▸ TASK REQUIREMENTS
Go through the data line by line from the top, retyping each exactly, and end with the line that contains "use anyhow::Result;".

▸ DATA FOR THIS EXERCISE
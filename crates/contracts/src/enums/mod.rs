pub mod appointment_status;

pub use appointment_status::AppointmentStatus;
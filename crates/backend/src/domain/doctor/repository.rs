use contracts::domain::doctor::Doctor;
use std::sync::Arc;

/// Reference directory of the medical team. Filled once at startup and never
/// mutated, so a plain `Arc` is enough, no lock.
#[derive(Clone, Default)]
pub struct DoctorDirectory {
    items: Arc<Vec<Doctor>>,
}

impl DoctorDirectory {
    pub fn new(doctors: Vec<Doctor>) -> Self {
        Self {
            items: Arc::new(doctors),
        }
    }

    pub fn list_all(&self) -> Vec<Doctor> {
        self.items.as_ref().clone()
    }
}
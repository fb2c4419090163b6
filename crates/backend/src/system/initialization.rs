use anyhow::Result;
use chrono::{Duration, SecondsFormat, Utc};
use contracts::domain::appointment::Appointment;
use contracts::domain::doctor::Doctor;
use contracts::enums::AppointmentStatus;

use crate::shared::state::AppState;

/// Medical team shown on the site and selectable in the booking form
pub fn doctor_directory() -> Vec<Doctor> {
    vec![
        Doctor::new(
            "dr-nadia",
            "د. نادية العلمي",
            "طبيبة نساء وتوليد",
            "https://images.unsplash.com/photo-1559839734-2b71ea197ec2?ixlib=rb-4.0.3&auto=format&fit=crop&w=300&q=80",
        ),
        Doctor::new(
            "dr-karim",
            "د. كريم التازي",
            "أخصائي جراحة أجنة",
            "https://images.unsplash.com/photo-1612349317150-e413f6a5b16d?ixlib=rb-4.0.3&auto=format&fit=crop&w=300&q=80",
        ),
    ]
}

/// Seed the store with the demo bookings a fresh start is expected to show:
/// two pending requests and one already-confirmed visit, all in the near
/// future so the dashboard has something to triage.
pub async fn seed_demo_data(state: &AppState) -> Result<()> {
    let slot_in = |d: Duration| (Utc::now() + d).to_rfc3339_opts(SecondsFormat::Millis, true);

    let mut seed = vec![
        Appointment::new_for_insert(
            "سارة المنصور".to_string(),
            "0661123456".to_string(),
            "dr-nadia".to_string(),
            slot_in(Duration::days(1)),
            Some("متابعة حمل - الشهر الخامس".to_string()),
        ),
        Appointment::new_for_insert(
            "خديجة بنجلون".to_string(),
            "0661987654".to_string(),
            "dr-nadia".to_string(),
            slot_in(Duration::days(2)),
            Some("استشارة أولية".to_string()),
        ),
        Appointment::new_for_insert(
            "ليلى العمراني".to_string(),
            "0661555555".to_string(),
            "dr-nadia".to_string(),
            slot_in(Duration::hours(1)),
            None,
        ),
    ];
    seed[2].set_status(AppointmentStatus::Confirmed);

    // The store prepends, so insert in reverse to keep intake order on screen
    for appointment in seed.into_iter().rev() {
        state.store.insert(appointment).await;
    }

    tracing::info!(
        "Seeded {} demo appointments, {} doctors",
        state.store.count().await,
        state.doctors.list_all().len()
    );
    Ok(())
}

#[cfg(test)]
mod tests {
    use super::*;
    use crate::domain::appointment::repository::AppointmentStore;
    use crate::domain::doctor::repository::DoctorDirectory;

    #[tokio::test]
    async fn test_seed_shape() {
        let state = AppState {
            store: AppointmentStore::new(),
            doctors: DoctorDirectory::new(doctor_directory()),
        };
        seed_demo_data(&state).await.unwrap();

        let all = state.store.list_all().await;
        assert_eq!(all.len(), 3);
        // Intake order preserved: the two pending requests first
        assert_eq!(all[0].patient_name, "سارة المنصور");
        assert_eq!(all[0].status, AppointmentStatus::Pending);
        assert_eq!(all[1].status, AppointmentStatus::Pending);
        assert_eq!(all[2].patient_name, "ليلى العمراني");
        assert_eq!(all[2].status, AppointmentStatus::Confirmed);
        assert_eq!(state.doctors.list_all().len(), 2);
    }
}
pub mod service;
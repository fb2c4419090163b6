use serde::{Deserialize, Serialize};

// ============================================================================
// Aggregate Root
// ============================================================================

/// Member of the medical team. Reference data, keyed by a stable slug so the
/// booking form and seeded appointments can point at it without a lookup.
#[derive(Debug, Clone, Serialize, Deserialize)]
pub struct Doctor {
    /// Stable slug, e.g. "dr-nadia"
    pub id: String,
    pub name: String,
    pub speciality: String,
    /// Portrait URL for the team section
    pub image: String,
}

impl Doctor {
    pub fn new(id: &str, name: &str, speciality: &str, image: &str) -> Self {
        Self {
            id: id.to_string(),
            name: name.to_string(),
            speciality: speciality.to_string(),
            image: image.to_string(),
        }
    }
}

▸ TASK RESULT
filename crates/contracts/src/enums/mod.rs
pub mod appointment_status;

pub use appointment_status::AppointmentStatus;
filename crates/backend/src/domain/doctor/repository.rs
use contracts::domain::doctor::Doctor;
use std::sync::Arc;

/// Reference directory of the medical team. Filled once at startup and never
/// mutated, so a plain `Arc` is enough, no lock.
#[derive(Clone, Default)]
pub struct DoctorDirectory {
    items: Arc<Vec<Doctor>>,
}

impl DoctorDirectory {
    pub fn new(doctors: Vec<Doctor>) -> Self {
        Self {
            items: Arc::new(doctors),
        }
    }

    pub fn list_all(&self) -> Vec<Doctor> {
        self.items.as_ref().clone()
    }
}
repository fb2c4419090163b6
filename crates/backend/src/system/initialization.rs
use anyhow::Result;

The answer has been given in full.